Politico’s Bob King reports that, “the White House has been in 'constant contact’ with the FAA about the issue.” The Times story also suggests that Canadian regulators are following the lead of the United States, which makes some sense given the number of flights between the two countries.
This is a story, however, in which it increasingly appears that the United States will lose. Because as my Post colleague Gerry Shih reported on Tuesday, China has some weight it can throw around as well:
When China on Monday became the first country to order all Boeing 737 Max 8 planes grounded in the aftermath of an Ethiopian Airlines crash Sunday, its aviation regulator sent an unmistakable signal: The U.S. Federal Aviation Administration is no longer the only authority in civil aviation worldwide.After China ordered a dozen carriers to ground their 96 planes — about a quarter of all 737 Max aircraft in operation globally — authorities in Ethiopia, Indonesia, Mongolia, Morocco and Singapore quickly followed suit, along with carriers in Latin America and South Korea.Despite the FAA issuing a statement backing the Boeing jet’s airworthiness, the European Union grounded the model Tuesday, as did at least 10 other countries, with authorities saying the aircraft would not be allowed to fly to or from their countries pending the investigation.

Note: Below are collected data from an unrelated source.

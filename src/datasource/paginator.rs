use futures_util::stream::{self, Stream};
use std::sync::Arc;
use std::time::Duration;

use crate::datasource::{Direction, EventPage, EventQuery, EventSource};
use crate::error::AppResult;

pub const DEFAULT_RATE_LIMIT: Duration = Duration::from_millis(300);

/// Item yielded by a traversal. `End` is emitted once the API hands back a
/// null cursor, so a consumer can tell exhaustion apart from stopping early.
#[derive(Debug)]
pub enum PageEvent {
    Page(EventPage),
    End,
}

/// Where the traversal stands between two fetches.
#[derive(Debug, Clone)]
enum Phase {
    First,
    Next(String),
    Exhausted,
    Done,
}

#[derive(Debug, Clone)]
pub struct PaginationState {
    phase: Phase,
    direction: Direction,
    pages_seen: usize,
}

impl PaginationState {
    pub fn cursor(&self) -> Option<&str> {
        match &self.phase {
            Phase::Next(cursor) => Some(cursor.as_str()),
            _ => None,
        }
    }

    pub fn pages_seen(&self) -> usize {
        self.pages_seen
    }
}

/// Lazy cursor traversal over an [`EventSource`].
///
/// The first page is requested without a cursor. Each following request waits
/// `rate_limit` and then follows the cursor of the previous page. A traversal
/// is single-use; an error ends it.
pub struct Paginator {
    source: Arc<dyn EventSource>,
    query: EventQuery,
    rate_limit: Duration,
    state: PaginationState,
}

impl Paginator {
    pub fn new(source: Arc<dyn EventSource>, query: EventQuery) -> Self {
        let direction = query.direction;
        Self {
            source,
            query,
            rate_limit: DEFAULT_RATE_LIMIT,
            state: PaginationState {
                phase: Phase::First,
                direction,
                pages_seen: 0,
            },
        }
    }

    pub fn with_rate_limit(mut self, rate_limit: Duration) -> Self {
        self.rate_limit = rate_limit;
        self
    }

    /// Fetches the next page. Returns `None` once `End` or an error has been
    /// yielded.
    pub async fn next(&mut self) -> Option<AppResult<PageEvent>> {
        match std::mem::replace(&mut self.state.phase, Phase::Done) {
            Phase::Done => None,
            Phase::Exhausted => Some(Ok(PageEvent::End)),
            Phase::First => {
                self.query.cursor = None;
                Some(self.fetch().await)
            }
            Phase::Next(cursor) => {
                tokio::time::sleep(self.rate_limit).await;
                self.query.cursor = Some(cursor);
                Some(self.fetch().await)
            }
        }
    }

    /// The same traversal as a stream; it ends where [`next`](Self::next)
    /// would return `None`.
    pub fn into_stream(self) -> impl Stream<Item = AppResult<PageEvent>> + Send {
        stream::unfold(self, |mut paginator| async move {
            paginator.next().await.map(|item| (item, paginator))
        })
    }

    async fn fetch(&mut self) -> AppResult<PageEvent> {
        // Phase stays `Done` if the fetch fails.
        let page = self.source.fetch_events(&self.query).await?;
        self.state.pages_seen += 1;
        self.state.phase = match &page.next {
            Some(cursor) => Phase::Next(cursor.clone()),
            None => Phase::Exhausted,
        };

        tracing::debug!(
            page = self.state.pages_seen,
            direction = ?self.state.direction,
            next_cursor = ?self.state.cursor(),
            events = page.asset_events.len(),
            has_next = page.next.is_some(),
            "Fetched events page"
        );
        Ok(PageEvent::Page(page))
    }
}
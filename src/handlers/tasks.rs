use axum::{
    extract::{Path, State},
    http::StatusCode,
    Json,
};
use serde::Serialize;

use crate::error::{AppError, AppResult};
use crate::scheduler::TaskState;
use crate::AppState;

#[derive(Debug, Serialize)]
pub struct TaskStatus {
    pub name: String,
    pub state: TaskState,
    pub interval_secs: f64,
}

pub async fn list_tasks(State(state): State<AppState>) -> Json<Vec<TaskStatus>> {
    let tasks = state
        .tasks
        .iter()
        .map(|task| TaskStatus {
            name: task.name().to_string(),
            state: task.state(),
            interval_secs: task.interval().as_secs_f64(),
        })
        .collect();

    Json(tasks)
}

pub async fn trigger_task(
    State(state): State<AppState>,
    Path(name): Path<String>,
) -> AppResult<StatusCode> {
    let task = state
        .tasks
        .iter()
        .find(|task| task.name() == name)
        .ok_or_else(|| AppError::NotFound(format!("no task named {}", name)))?;

    if !task.is_running() {
        return Err(AppError::InvalidArgument(format!("task {} is stopped", name)));
    }

    task.trigger();
    Ok(StatusCode::ACCEPTED)
}
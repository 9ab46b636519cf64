use bigdecimal::BigDecimal;
use serde::Deserialize;
use serde_json::Value;
use std::str::FromStr;

use crate::error::{AppError, AppResult};

/// Raw `result` object of the gas oracle; every field arrives as a string.
#[derive(Debug, Deserialize)]
struct OracleResult {
    #[serde(rename = "LastBlock")]
    last_block: String,
    #[serde(rename = "SafeGasPrice")]
    safe_gas_price: String,
    #[serde(rename = "ProposeGasPrice")]
    propose_gas_price: String,
    #[serde(rename = "FastGasPrice")]
    fast_gas_price: String,
    #[serde(rename = "suggestBaseFee")]
    suggest_base_fee: String,
    #[serde(rename = "gasUsedRatio")]
    gas_used_ratio: String,
}

/// One gas oracle sample, prices in gwei.
#[derive(Debug, Clone, PartialEq)]
pub struct GasPrice {
    pub last_block: i64,
    pub safe_gas: BigDecimal,
    pub norm_gas: BigDecimal,
    pub fast_gas: BigDecimal,
    pub base_fee: BigDecimal,
    pub gas_used_ratio: String,
}

impl GasPrice {
    /// Parses the body of a successful oracle response.
    pub fn from_response(body: &Value) -> AppResult<Self> {
        let result = body
            .get("result")
            .filter(|r| r.is_object())
            .ok_or_else(|| {
                AppError::InvalidArgument(format!("gas oracle returned no result: {}", body))
            })?;
        let raw: OracleResult = serde_json::from_value(result.clone())?;

        Ok(Self {
            last_block: raw.last_block.trim().parse().map_err(|_| {
                AppError::InvalidArgument(format!("bad LastBlock: {}", raw.last_block))
            })?,
            safe_gas: decimal("SafeGasPrice", &raw.safe_gas_price)?,
            norm_gas: decimal("ProposeGasPrice", &raw.propose_gas_price)?,
            fast_gas: decimal("FastGasPrice", &raw.fast_gas_price)?,
            base_fee: decimal("suggestBaseFee", &raw.suggest_base_fee)?,
            gas_used_ratio: raw.gas_used_ratio,
        })
    }
}

fn decimal(field: &str, raw: &str) -> AppResult<BigDecimal> {
    BigDecimal::from_str(raw.trim())
        .map_err(|_| AppError::InvalidArgument(format!("bad {}: {}", field, raw)))
}
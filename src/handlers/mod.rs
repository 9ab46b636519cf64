pub mod catalog;
pub mod tasks;

use axum::{
    http::{header, Method},
    routing::{get, post},
    Router,
};
use tower::ServiceBuilder;
use tower_http::cors::{Any, CorsLayer};
use tower_http::trace::TraceLayer;

use crate::AppState;

pub fn router(state: AppState) -> Router {
    let cors = CorsLayer::new()
        .allow_origin(Any)
        .allow_methods([Method::GET, Method::POST])
        .allow_headers([header::CONTENT_TYPE]);

    Router::new()
        .route("/health", get(|| async { "OK" }))
        .route("/tasks", get(tasks::list_tasks))
        .route("/tasks/{name}/trigger", post(tasks::trigger_task))
        .route("/opensea/contracts/{address}", get(catalog::get_contract))
        .route("/opensea/collections/{slug}", get(catalog::get_collection))
        .route("/opensea/collections/{slug}/stats", get(catalog::get_collection_stats))
        .layer(
            ServiceBuilder::new()
                .layer(TraceLayer::new_for_http())
                .layer(cors),
        )
        .with_state(state)
}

And that is pretty much the ballgame. If the European Union and China are grounding the 737 Max, that affects two-thirds of those planes. The standard has been set. Blogging at the Monkey Cage, Ashley Nunes writes, “the swift action from the E.U., together with tweeted complaints from President Trump, may transform a regional market crisis into a global one.” The United States might try to ignore it, but with Congress starting to make noises on this issue and passengers sounding jittery, the odds of U.S. regulatory action are excellent.
The contrast with the past is stark. As King reported in Politico, “The cascade of groundings represents a break from decades of other countries largely following the FAA’s lead on the safety of U.S. aircraft.” The lack of a permanent head of the FAA can’t help U.S. credibility on this issue (remember, Trump wanted to appoint his personal pilot to run the agency).
The United States still retains significant reservoirs of structural power. But in the arena of regulation, the United States is not even first among equals.